Why is crime so low in Japan

Why is crime so low in Japan Japan

Have you ever heard of the International Crime Victimization Survey? It is a survey conducted by the United Nations Interregional Crime and Justice Research Institute and the United Nations Office on Drugs and Crime for the purpose of international comparisons on crime.

The following is a summary of the national comparison data reported by the Legal Research Institute in its “Research Division Report 39” in 2008.

Comparisons among countries are difficult due to differences in crime laws and statistical systems. The survey was conducted by directly asking citizens of each country whether or not they had been victims of each crime, using the same questionnaire.

Of the 12 types of crimes covered, the highest victimization rates in Japan were bicycle theft (5.1%), consumer victimization (fraud, etc.), (1.9%) sex crimes against women (1.3%), and car theft (1.1%).

The OECD average was much higher for consumer damage at 10.4%, and personal property theft (e.g., left behind) and theft by slipping was the most common at 3.7%. Although many people have experienced being left behind, etc., as is customary in Japan, when traveling abroad to Europe and the U.S., the difference in the rate of personal property theft/surreptitious damage abroad is significant: 3.3% in France, 3.0% in Germany, and 4.8% in the U.S., compared to 0.3% in Japan.

The second most common crimes after personal property theft/pickpocketing on the OECD average are car theft, bicycle theft, assault/threats, corruption, and sex crimes followed by car theft, bicycle theft, assault/threats, corruption, and sex crimes.

Only bicycle and motorcycle thefts are above the OECD average, while all other crimes are below the OECD average, giving Japan an international reputation as a low crime country.

Japan’s Criminal Policy

Japanese society is more communal than that of the United States.

This is because offenders rarely receive prison sentences and are often given a suspended sentence. Under the probation officer and BBS systems, there are many volunteers, and the attitude of trying to reintegrate those who are rehabilitated and rehabilitated into the community permeates society. Communities are united in their efforts to prevent juvenile delinquency, etc.

Japan’s crime rate is lower than other countries because if offenders are remorseful and motivated to rehabilitate themselves, the community will not reject them from society.

Cooperating Employers

Next, we heard from a cooperating employer who takes in probationers from the probation office and teaches them social skills and regularity of life through work.

Yoshihiro Noguchi, owner of Noguchi Sekiyu, has employed more than 140 juveniles and probationers at three gas stations in Kitakyushu City over the past 25 years.

Although my business is a gas station, I have always hired subjects referred by the Police Support Center or probation attendants (lawyers) after interviewing them, and I do not fire them.

When the juvenile delinquents I have been involved with have been referred, I submit a certificate of employment to the family court investigator to show that they have a place to return to and that there is a “catch” for their rehabilitation.

The key to rehabilitation, in addition to providing a place to stay and a job for the delinquent who is trying to get back on his feet, is the loving care of an adult.

They should be given a job while looking out for them, and through their work, they will learn teamwork, responsibility, and other social skills that were never taught at home. Cooperating employers must give juvenile delinquents the opportunity to develop the basic skills needed to continue working in a customary occupational society.

To date, we have worked with more than 140 subjects, from juveniles to adults. We have been able to work with such a large number of people thanks to the backup of the Kitakyushu City government.

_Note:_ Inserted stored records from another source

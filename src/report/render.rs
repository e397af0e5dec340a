use std::fmt::Write as _;

use super::Report;
use crate::core::Role;
use crate::core::conversions::format_usd;

const BAR_WIDTH: usize = 40;
const MAX_TRANSACTION_ROWS: usize = 200;

/// Render `report` as a plain-text page for a terminal.
pub fn render_text(report: &Report) -> String {
    let mut out = String::new();
    let s = &report.summary;

    let _ = writeln!(out, "Insider Collective");
    let _ = writeln!(out, "==================");
    let _ = writeln!(out);
    let _ = writeln!(out, "{:<24}{}", "Total purchase volume", format_usd(s.total_volume));
    let _ = writeln!(
        out,
        "{:<24}{}",
        "Median transaction",
        s.median_amount.map_or_else(|| "n/a".to_string(), format_usd)
    );
    let _ = writeln!(out, "{:<24}{}", "Number of companies", s.companies);
    let _ = writeln!(out);

    section(&mut out, "Top symbols by purchase volume");
    let max = report
        .top_by_volume
        .iter()
        .map(|v| v.amount)
        .fold(0.0_f64, f64::max);
    for v in &report.top_by_volume {
        let _ = writeln!(
            out,
            "{:<8}{:>22}  {}",
            v.symbol,
            format_usd(v.amount),
            bar(v.amount, max)
        );
    }
    empty_note(&mut out, report.top_by_volume.is_empty());

    section(&mut out, "Purchase volume by role");
    for (symbol, slices) in group_by_symbol(&report.volume_by_role, |r| &r.symbol) {
        let parts: Vec<String> = slices
            .iter()
            .map(|r| format!("{}: {}", r.role, format_usd(r.amount)))
            .collect();
        let _ = writeln!(out, "{:<8}{}", symbol, parts.join(" | "));
    }
    empty_note(&mut out, report.volume_by_role.is_empty());

    section(&mut out, "Detailed transactions");
    let _ = writeln!(
        out,
        "{:<11}{:<8}{:<26}{:<24}{:<20}{:>18}",
        "Filing", "Symbol", "Insider name", "Relationship", "Role", "Amount"
    );
    for t in report.transactions.iter().take(MAX_TRANSACTION_ROWS) {
        let _ = writeln!(
            out,
            "{:<11}{:<8}{:<26}{:<24}{:<20}{:>18}",
            t.filing.to_string(),
            clip(&t.symbol, 7),
            clip(&t.insider, 25),
            clip(&t.relationship, 23),
            t.role.label(),
            t.amount.map_or_else(|| "n/a".to_string(), format_usd)
        );
    }
    if report.transactions.len() > MAX_TRANSACTION_ROWS {
        let _ = writeln!(
            out,
            "... {} more rows",
            report.transactions.len() - MAX_TRANSACTION_ROWS
        );
    }
    empty_note(&mut out, report.transactions.is_empty());

    section(&mut out, "Insiders by role (top symbols by number of insiders)");
    for (symbol, slices) in group_by_symbol(&report.insiders_by_role, |r| &r.symbol) {
        let parts: Vec<String> = slices
            .iter()
            .map(|r| format!("{}: {}", r.role, r.insiders))
            .collect();
        let _ = writeln!(out, "{:<8}{}", symbol, parts.join(" | "));
    }
    empty_note(&mut out, report.insiders_by_role.is_empty());

    section(&mut out, "Number of insiders per symbol");
    let _ = writeln!(
        out,
        "{:<14}{:>20}{:>22}",
        "Ticker symbol", "Number of insiders", "Total purchases"
    );
    for row in &report.insider_table {
        let _ = writeln!(
            out,
            "{:<14}{:>20}{:>22}",
            row.symbol,
            row.insiders,
            format_usd(row.total_amount)
        );
    }
    empty_note(&mut out, report.insider_table.is_empty());

    let _ = writeln!(out);
    let _ = writeln!(
        out,
        "Roles: {}",
        Role::ALL.map(Role::label).join(", ")
    );
    out
}

fn section(out: &mut String, title: &str) {
    let _ = writeln!(out);
    let _ = writeln!(out, "{title}");
    let _ = writeln!(out, "{}", "-".repeat(title.len()));
}

fn empty_note(out: &mut String, empty: bool) {
    if empty {
        let _ = writeln!(out, "(no matching transactions)");
    }
}

fn bar(value: f64, max: f64) -> String {
    if max <= 0.0 || value <= 0.0 {
        return String::new();
    }
    #[allow(clippy::cast_possible_truncation, clippy::cast_sign_loss)]
    let len = ((value / max) * BAR_WIDTH as f64).round() as usize;
    "#".repeat(len.max(1))
}

fn clip(s: &str, max: usize) -> String {
    if s.chars().count() <= max {
        s.to_string()
    } else {
        let mut c: String = s.chars().take(max.saturating_sub(1)).collect();
        c.push('~');
        c
    }
}

/// Split an already symbol-ordered series into consecutive runs per symbol.
fn group_by_symbol<'a, T, F>(items: &'a [T], key: F) -> Vec<(&'a str, Vec<&'a T>)>
where
    F: Fn(&'a T) -> &'a String,
{
    let mut out: Vec<(&'a str, Vec<&'a T>)> = Vec::new();
    for item in items {
        let k = key(item).as_str();
        match out.last_mut() {
            Some((last, group)) if *last == k => group.push(item),
            _ => out.push((k, vec![item])),
        }
    }
    out
}
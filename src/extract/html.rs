//! Low-level HTML scanning for table extraction.
//! Tag and attribute names are matched ASCII case-insensitively; nothing here builds a DOM.

/// One lexical piece of an HTML document.
#[derive(Debug, Clone, Copy, PartialEq, Eq)]
pub(crate) enum Token<'a> {
    /// Character data between tags (entities still encoded).
    Text(&'a str),
    /// An opening (or self-closing) tag; the name is ASCII-lowercased by the caller's comparisons.
    Open(&'a str),
    /// A closing tag.
    Close(&'a str),
}

/// Iterator over the tokens of an HTML fragment.
///
/// Comments, doctype and processing instructions are skipped. The contents of
/// `<script>` and `<style>` are skipped so markup-looking strings inside them are
/// never mistaken for tags.
pub(crate) struct Tokens<'a> {
    s: &'a str,
    pos: usize,
    skip_until: Option<&'static str>,
}

pub(crate) fn tokens(s: &str) -> Tokens<'_> {
    Tokens {
        s,
        pos: 0,
        skip_until: None,
    }
}

impl<'a> Iterator for Tokens<'a> {
    type Item = Token<'a>;

    fn next(&mut self) -> Option<Self::Item> {
        loop {
            let rest = self.s.get(self.pos..)?;
            if rest.is_empty() {
                return None;
            }

            if let Some(close) = self.skip_until.take() {
                let end = find_ci(rest, close).unwrap_or(rest.len());
                self.pos += end;
                continue;
            }

            if !rest.starts_with('<') {
                let end = rest.find('<').unwrap_or(rest.len());
                self.pos += end;
                return Some(Token::Text(&rest[..end]));
            }

            if rest.starts_with("<!--") {
                let end = rest.find("-->").map_or(rest.len(), |i| i + 3);
                self.pos += end;
                continue;
            }

            let Some(gt) = rest.find('>') else {
                // Unterminated tag: treat the remainder as text.
                self.pos = self.s.len();
                return Some(Token::Text(rest));
            };
            self.pos += gt + 1;
            let inner = &rest[1..gt];

            if inner.starts_with('!') || inner.starts_with('?') {
                continue;
            }

            let (closing, body) = match inner.strip_prefix('/') {
                Some(b) => (true, b),
                None => (false, inner),
            };
            let name_len = body
                .find(|c: char| !(c.is_ascii_alphanumeric() || c == '-' || c == ':'))
                .unwrap_or(body.len());
            if name_len == 0 {
                // Something like "a < b" in text.
                return Some(Token::Text(&rest[..=gt]));
            }
            let name = &body[..name_len];

            if closing {
                return Some(Token::Close(name));
            }
            if name.eq_ignore_ascii_case("script") {
                self.skip_until = Some("</script");
            } else if name.eq_ignore_ascii_case("style") {
                self.skip_until = Some("</style");
            }
            return Some(Token::Open(name));
        }
    }
}

/// ASCII case-insensitive `find`.
pub(crate) fn find_ci(haystack: &str, needle: &str) -> Option<usize> {
    let h = haystack.as_bytes();
    let n = needle.as_bytes();
    if n.is_empty() {
        return Some(0);
    }
    h.windows(n.len()).position(|w| w.eq_ignore_ascii_case(n))
}

/// Decode the entities that show up in listing cells: the common named ones plus numeric references.
pub(crate) fn decode_entities(s: &str) -> String {
    if !s.contains('&') {
        return s.to_string();
    }

    let mut out = String::with_capacity(s.len());
    let mut rest = s;
    while let Some(amp) = rest.find('&') {
        out.push_str(&rest[..amp]);
        let tail = &rest[amp..];
        let decoded = tail
            .find(';')
            .filter(|&semi| semi <= 10)
            .and_then(|semi| decode_one(&tail[1..semi]).map(|c| (c, semi)));
        match decoded {
            Some((c, semi)) => {
                out.push(c);
                rest = &tail[semi + 1..];
            }
            None => {
                out.push('&');
                rest = &tail[1..];
            }
        }
    }
    out.push_str(rest);
    out
}

fn decode_one(entity: &str) -> Option<char> {
    if let Some(num) = entity.strip_prefix('#') {
        let code = match num.strip_prefix(['x', 'X']) {
            Some(hex) => u32::from_str_radix(hex, 16).ok()?,
            None => num.parse::<u32>().ok()?,
        };
        return char::from_u32(code);
    }
    Some(match entity {
        "nbsp" => ' ',
        "amp" => '&',
        "lt" => '<',
        "gt" => '>',
        "quot" => '"',
        "apos" => '\'',
        _ => return None,
    })
}

/// Collapse sequences of whitespace into a single space and trim.
pub(crate) fn normalize_ws(s: &str) -> String {
    let mut out = String::with_capacity(s.len());
    let mut prev_space = false;
    for ch in s.chars() {
        if ch.is_whitespace() {
            if !prev_space {
                out.push(' ');
                prev_space = true;
            }
        } else {
            out.push(ch);
            prev_space = false;
        }
    }
    out.trim().to_string()
}
#[cfg(feature = "test-mode")]
use std::env;

/// Read the response body as text.
/// In `test-mode`, if `IC_RECORD=1`, the body is saved as a fixture via `core::fixtures`.
pub(crate) async fn get_text(
    resp: reqwest::Response,
    _endpoint: &str,
    _key: &str,
    _ext: &str,
) -> Result<String, reqwest::Error> {
    let text = resp.text().await?;

    #[cfg(feature = "test-mode")]
    {
        if env::var("IC_RECORD").ok().as_deref() == Some("1")
            && let Err(e) = crate::core::fixtures::record_fixture(_endpoint, _key, _ext, &text)
        {
            tracing::warn!(key = _key, error = %e, "IC_RECORD: failed to write fixture");
        }
    }

    Ok(text)
}

/// With `IC_DEBUG=1`, write a fetched page to the temp dir so format drift can be inspected.
pub(crate) fn debug_dump_page(page: u32, html: &str) {
    if std::env::var("IC_DEBUG").ok().as_deref() != Some("1") {
        return;
    }
    let path = std::env::temp_dir().join(format!("insider_collective-page-{page}.html"));
    match std::fs::write(&path, html) {
        Ok(()) => tracing::debug!(path = %path.display(), "IC_DEBUG: wrote page dump"),
        Err(e) => tracing::warn!(path = %path.display(), error = %e, "IC_DEBUG: page dump failed"),
    }
}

The City of Kitakyushu has led the Employer Executive Committee in creating the “Cooperative Employer Employment Support Handbook” and is making efforts to inform the local community about the role and necessity of cooperative employers.

The Kitakyushu-style efforts that transcended the boundaries between the government and the private sector helped to promote the growing momentum in Fukuoka Prefecture to “create an environment that supports the healthy growth and self-reliance of children and youth,” and resulted not only in an increase in the number of cooperating employers but also in a better understanding in the local community.